Una monocapa de polvo soluble en agua fría 114 es adherida uniformemente a la capa adhesiva 116. El polvo 114 comprende al menos un ingrediente seleccionado del grupo que consiste de un agente de gelificación, uno o más nutrientes para desarrollar los microorganismos, y una mezcla de un agente de gelificación y uno o más nutrientes para desarrollar los microorganismos. Como se utiliza en la descripción y en las reivindicaciones, el término "polvo" designa un material en partículas finamente divididas que tiene un diámetro promedio de menos de 400 micrometros. Como se utiliza en la descripción en las reivindicaciones, el término "soluble en agua fría" designa un material que forma una solución en agua a temperatura ambiente.
La "solubilidad en agua fría" de los polvos empleados en los dispositivos de la presente invención puede resultar, por ejemplo, de la inclusión en estos polvos de un agente de gelificación apropiado. Los agentes de gelificación adecuados para la inclusión en el polvo 114 incluyen agentes de gelificación naturales y sintéticos que forman soluciones en agua a temperatura ambiente. Los agentes de gelificación tales como hidroxietilcelulosa , carboximetilcelulosa , poliacrilamida , goma de algarrobo y soluciones en forma de algina en agua a temperatura ambiente y son agentes de gelificación apropiados para proporcionar polvos que son "solubles en agua fría" .
Como se indicó, el polvo 114 puede comprender únicamente un agente de gelificación. Donde el dispositivo, como es fabricado, contiene un polvo que comprende únicamente el agente de gelificación, el usuario final agrega sus propios nutrientes especiales "adaptados" para el tipo de microorganismos que él desea desarrollar. Por ejemplo, los nutrientes en polvo seco pueden ser suspendidos en un líquido que se evapora rápidamente tal como etanol o "Freón" . En otros casos, los nutrientes en polvo seco pueden ser suspendidos o disueltos en soluciones acuosas. Una alícuota de líquido es agregada a la superficie del substrato 112 que ha sido recubierta previamente con el adhesivo y el agente de gelificación. El líquido se deja evaporar, dejando amplios nutrientes junto con el agente de gelificación.

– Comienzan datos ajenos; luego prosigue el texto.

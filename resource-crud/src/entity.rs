//! Entity model shared by every resource
//!
//! Every persisted record embeds an [`EntityBase`] (storage-assigned `id` and
//! the soft-delete flag) and registers its writable fields in a [`FieldMap`].
//! The map is turned into an [`EntitySchema`] once, when the resource is
//! registered, and is the only way generic code writes into a record.
//!
//! # Example
//!
//! ```rust,ignore
//! #[derive(Debug, Clone, Default, Serialize, Deserialize)]
//! struct User {
//!     #[serde(flatten)]
//!     base: EntityBase,
//!     email: String,
//! }
//!
//! impl Entity for User {
//!     const NAME: &'static str = "User";
//!     const TABLE: &'static str = "users";
//!
//!     fn base(&self) -> &EntityBase { &self.base }
//!     fn base_mut(&mut self) -> &mut EntityBase { &mut self.base }
//!
//!     fn fields(fields: FieldMap<Self>) -> FieldMap<Self> {
//!         fields.field("email", |user: &mut User, email: String| user.email = email)
//!     }
//! }
//! ```

use std::collections::HashMap;
use std::fmt;

use serde::{de::DeserializeOwned, Deserialize, Serialize};
use serde_json::{Map, Value};

use crate::validator::FieldError;

/// Key/value payload flowing from the validators down to the entity
pub type FieldValues = Map<String, Value>;

/// Storage-assigned record identifier
pub type RecordId = i64;

/// Name of the identity key in payloads and serialized records
pub const ID_FIELD: &str = "id";

/// Name of the soft-delete flag in payloads and serialized records
pub const DELETED_FIELD: &str = "deleted";

/// Attributes common to every persisted record
///
/// `id` is `0` until storage assigns one on insert; assigned ids are positive
/// and never reused.
#[derive(Debug, Clone, Copy, Default, PartialEq, Eq, Hash, Serialize, Deserialize)]
pub struct EntityBase {
    /// Storage-assigned identifier
    #[serde(default)]
    pub id: RecordId,
    /// Soft-delete flag; deleted records are hidden from default reads
    #[serde(default)]
    pub deleted: bool,
}

/// A persisted record type
///
/// Implementations flatten an [`EntityBase`] into their serialized form so the
/// storage row codec ([`to_row`] / [`from_row`]) can split identity from body.
pub trait Entity: Default + Clone + Serialize + DeserializeOwned + Send + Sync + 'static {
    /// Display name used in error context (e.g. "User")
    const NAME: &'static str;

    /// Storage table / collection name
    const TABLE: &'static str;

    /// Shared base attributes
    fn base(&self) -> &EntityBase;

    /// Mutable access to the shared base attributes
    fn base_mut(&mut self) -> &mut EntityBase;

    /// Register the resource-specific writable fields
    fn fields(fields: FieldMap<Self>) -> FieldMap<Self>;

    /// Storage-assigned identifier (`0` when not yet persisted)
    fn id(&self) -> RecordId {
        self.base().id
    }

    /// Whether the record is soft-deleted
    fn is_deleted(&self) -> bool {
        self.base().deleted
    }
}

type Setter<E> = Box<dyn Fn(&mut E, Value) -> Result<(), serde_json::Error> + Send + Sync>;

/// Whitelist of writable fields, each with a typed setter
pub struct FieldMap<E> {
    setters: HashMap<&'static str, Setter<E>>,
}

impl<E: 'static> FieldMap<E> {
    /// Create an empty field map
    #[must_use]
    pub fn new() -> Self {
        Self {
            setters: HashMap::new(),
        }
    }

    /// Register a field with its typed setter
    ///
    /// Incoming JSON values are converted to `T` before `set` is called.
    #[must_use]
    pub fn field<T, F>(mut self, name: &'static str, set: F) -> Self
    where
        T: DeserializeOwned + 'static,
        F: Fn(&mut E, T) + Send + Sync + 'static,
    {
        self.setters.insert(
            name,
            Box::new(move |record: &mut E, value: Value| {
                let value = serde_json::from_value::<T>(value)?;
                set(record, value);
                Ok(())
            }),
        );
        self
    }

    /// Whether `name` is a registered field
    pub fn contains(&self, name: &str) -> bool {
        self.setters.contains_key(name)
    }

    /// Registered field names, sorted
    pub fn names(&self) -> Vec<&'static str> {
        let mut names: Vec<_> = self.setters.keys().copied().collect();
        names.sort_unstable();
        names
    }

    fn assign(&self, record: &mut E, name: &str, value: Value) -> Option<Result<(), serde_json::Error>> {
        self.setters.get(name).map(|set| set(record, value))
    }
}

impl<E: 'static> Default for FieldMap<E> {
    fn default() -> Self {
        Self::new()
    }
}

impl<E> fmt::Debug for FieldMap<E> {
    fn fmt(&self, f: &mut fmt::Formatter<'_>) -> fmt::Result {
        let mut names: Vec<_> = self.setters.keys().collect();
        names.sort_unstable();
        f.debug_struct("FieldMap").field("fields", &names).finish()
    }
}

/// What to do with payload keys that name no registered field
#[derive(Debug, Clone, Copy, Default, PartialEq, Eq, Serialize, Deserialize)]
#[serde(rename_all = "snake_case")]
pub enum UnknownFieldPolicy {
    /// Fail the write and list the unknown keys
    #[default]
    Reject,
    /// Skip unknown keys silently
    Ignore,
}

/// Whether records of a type may be physically removed
#[derive(Debug, Clone, Copy, Default, PartialEq, Eq, Serialize, Deserialize)]
#[serde(rename_all = "snake_case")]
pub enum HardDeletePolicy {
    /// Hard delete requests are refused (or downgraded to soft delete)
    #[default]
    Forbidden,
    /// Hard delete requests physically remove the record
    Allowed,
}

impl HardDeletePolicy {
    /// Whether hard deletes are permitted
    pub fn allows_hard_delete(&self) -> bool {
        matches!(self, Self::Allowed)
    }
}

/// Failure while assigning a payload onto a record
#[derive(Debug, thiserror::Error)]
pub enum AssignError {
    /// Payload keys that are not registered fields
    #[error("unknown field(s): {}", .0.join(", "))]
    UnknownFields(Vec<String>),

    /// A value could not be converted to the field type
    #[error("invalid value for field `{field}`: {source}")]
    InvalidValue {
        /// Offending field
        field: String,
        /// Conversion error
        source: serde_json::Error,
    },
}

impl AssignError {
    /// Field-level detail for the validation response
    pub fn field_errors(&self) -> Vec<FieldError> {
        match self {
            Self::UnknownFields(fields) => fields
                .iter()
                .map(|field| FieldError::new(field.clone(), "unknown_field", "Unknown field"))
                .collect(),
            Self::InvalidValue { field, source } => {
                vec![FieldError::new(field.clone(), "invalid_value", source.to_string())]
            }
        }
    }
}

/// Per-resource write rules, built once at registration time
pub struct EntitySchema<E> {
    fields: FieldMap<E>,
    unknown_fields: UnknownFieldPolicy,
    hard_delete: HardDeletePolicy,
}

impl<E: Entity> EntitySchema<E> {
    /// Build the schema from the entity's registered fields
    ///
    /// The base `deleted` flag is always writable; `id` never is.
    #[must_use]
    pub fn new() -> Self {
        let base = FieldMap::new().field(DELETED_FIELD, |record: &mut E, deleted: bool| {
            record.base_mut().deleted = deleted;
        });
        Self {
            fields: E::fields(base),
            unknown_fields: UnknownFieldPolicy::default(),
            hard_delete: HardDeletePolicy::default(),
        }
    }

    /// Set the unknown-key policy
    #[must_use]
    pub fn with_unknown_fields(mut self, policy: UnknownFieldPolicy) -> Self {
        self.unknown_fields = policy;
        self
    }

    /// Set the hard-delete policy
    #[must_use]
    pub fn with_hard_delete(mut self, policy: HardDeletePolicy) -> Self {
        self.hard_delete = policy;
        self
    }

    /// Registered writable fields
    pub fn fields(&self) -> &FieldMap<E> {
        &self.fields
    }

    /// Unknown-key policy
    pub fn unknown_fields(&self) -> UnknownFieldPolicy {
        self.unknown_fields
    }

    /// Hard-delete policy
    pub fn hard_delete(&self) -> HardDeletePolicy {
        self.hard_delete
    }

    /// Build a fresh, unsaved record from a payload
    pub fn instantiate(&self, data: &FieldValues) -> Result<E, AssignError> {
        let mut record = E::default();
        self.update_from_map(&mut record, data)?;
        Ok(record)
    }

    /// Overwrite every registered field named in `data`
    ///
    /// The `id` key is the identity key and is never assigned. Unknown keys
    /// follow the schema's [`UnknownFieldPolicy`]. The record is left untouched
    /// when any key fails.
    pub fn update_from_map(&self, record: &mut E, data: &FieldValues) -> Result<(), AssignError> {
        if self.unknown_fields == UnknownFieldPolicy::Reject {
            let unknown: Vec<String> = data
                .keys()
                .filter(|key| key.as_str() != ID_FIELD && !self.fields.contains(key))
                .cloned()
                .collect();
            if !unknown.is_empty() {
                return Err(AssignError::UnknownFields(unknown));
            }
        }

        let mut staged = record.clone();
        for (key, value) in data {
            if key == ID_FIELD {
                continue;
            }
            if let Some(result) = self.fields.assign(&mut staged, key, value.clone()) {
                result.map_err(|source| AssignError::InvalidValue {
                    field: key.clone(),
                    source,
                })?;
            }
        }

        *record = staged;
        Ok(())
    }
}

impl<E: Entity> Default for EntitySchema<E> {
    fn default() -> Self {
        Self::new()
    }
}

impl<E> fmt::Debug for EntitySchema<E> {
    fn fmt(&self, f: &mut fmt::Formatter<'_>) -> fmt::Result {
        f.debug_struct("EntitySchema")
            .field("fields", &self.fields)
            .field("unknown_fields", &self.unknown_fields)
            .field("hard_delete", &self.hard_delete)
            .finish()
    }
}

/// Split a record into its storage row: `(id, deleted, body)`
///
/// `body` is the JSON object of resource-specific fields.
pub fn to_row<E: Entity>(record: &E) -> Result<(RecordId, bool, Value), serde_json::Error> {
    let mut body = match serde_json::to_value(record)? {
        Value::Object(map) => map,
        other => {
            return Err(<serde_json::Error as serde::ser::Error>::custom(format!(
                "{} must serialize to an object, got {}",
                E::NAME,
                other
            )))
        }
    };
    body.remove(ID_FIELD);
    body.remove(DELETED_FIELD);
    Ok((record.id(), record.is_deleted(), Value::Object(body)))
}

/// Rebuild a record from its storage row
pub fn from_row<E: Entity>(id: RecordId, deleted: bool, body: Value) -> Result<E, serde_json::Error> {
    let mut map = match body {
        Value::Object(map) => map,
        Value::Null => Map::new(),
        other => {
            return Err(<serde_json::Error as serde::de::Error>::custom(format!(
                "{} row body must be an object, got {}",
                E::NAME,
                other
            )))
        }
    };
    map.insert(ID_FIELD.to_string(), Value::from(id));
    map.insert(DELETED_FIELD.to_string(), Value::Bool(deleted));
    serde_json::from_value(Value::Object(map))
}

Donde el agente de gelificación es incluido en el polvo 114, una cantidad suficiente del agente de gelificación es adherida al substrato 112, de modo que una cantidad predeterminada de agua o una muestra acuosa, por ejemplo, 1 de 3 mililitros, colocada sobre el sustrato, formará un gel que tiene una viscosidad de aproximadamente 1500 cps o más cuando se mide a 60 rpm con un viscosímetro Brookfield Modelo L VF a 25°C. Los geles de esta viscosidad permitirán el manejo conveniente y el apilamiento, y proporcionarán identificación de las distintas colonias. La mayoría de los casos, 0.025 a 0.050 gramos de goma guar sobre un área superficial de 20.26 era2 (3.14 pulgadas2) proporcionará un gel suficientemente viscoso cuando se hidrate con uno a 3 mililitros de una muestra acuosa. El tamaño de las partículas de polvo puede ser utilizado para controlar el peso del recubrimiento por área unitaria. Por ejemplo, recubrimientos de goma guar de aproximadamente malla 100 hasta un peso de aproximadamente 0.025 gramos/disco de 5 cm (2 pulgada) de diámetro; y un recubrimiento de goma guar de malla 400 hasta un peso de aproximadamente 0.025 gramos/disco de 5 cm (2 pulgadas) de diámetro. Si se requieren cantidades adicionales del agente de gelificación y/o de los nutrientes, la lámina de cubierta 124 de esta modalidad puede también ser recubierta, como se describe en la presente.
En cualquier modalidad, los dispositivos de cultivo de la presente descripción pueden comprender un indicador no diferencial tal como cloruro de trifeniltetrazolio (TTC) , por ejemplo. En algunas modalidades, puede ser deseable incorporar un sistema indicador no diferencial dentro del polvo 114. Alternativamente, el sistema indicador no diferencial (por ejemplo, un colorante) puede ser incorporado en el adhesivo 116. Los colorantes adecuados son aquellos que son metabolizados por cualquier microorganismo en crecimiento, y que provocan que las colonias sean coloreadas para una visualización más fácil. Los ejemplos de tales colorantes incluyen cloruro de trifeniltetrazolio (TTC) , rojo de p-toliltetrazolio, violeta de tetrazolio, azul de veratril-tetrazolio y colorantes relacionados. 1 Para algunos usos puede ser deseable formar un medio lo suficientemente rígido para permitir la inoculación de los microorganismos mediante estrías. Para formar un medio susceptible de soportar estrías, puede ser deseable incluir una pequeña cantidad de agente de reticulación en el polvo 114, donde el polvo 114 incluye un agente de gelificación . Por ejemplo, con la goma guar, los agentes de reticulación tales como tetraborato de potasio, sales de aluminio o de calcio pueden ser agregados en una cantidad de menos de 1.0 % en peso del polvo 114. Se debe ser cuidadoso en seleccionar un agente de reticulación que no afecte sustancialmente el crecimiento del microorganismo pretendido.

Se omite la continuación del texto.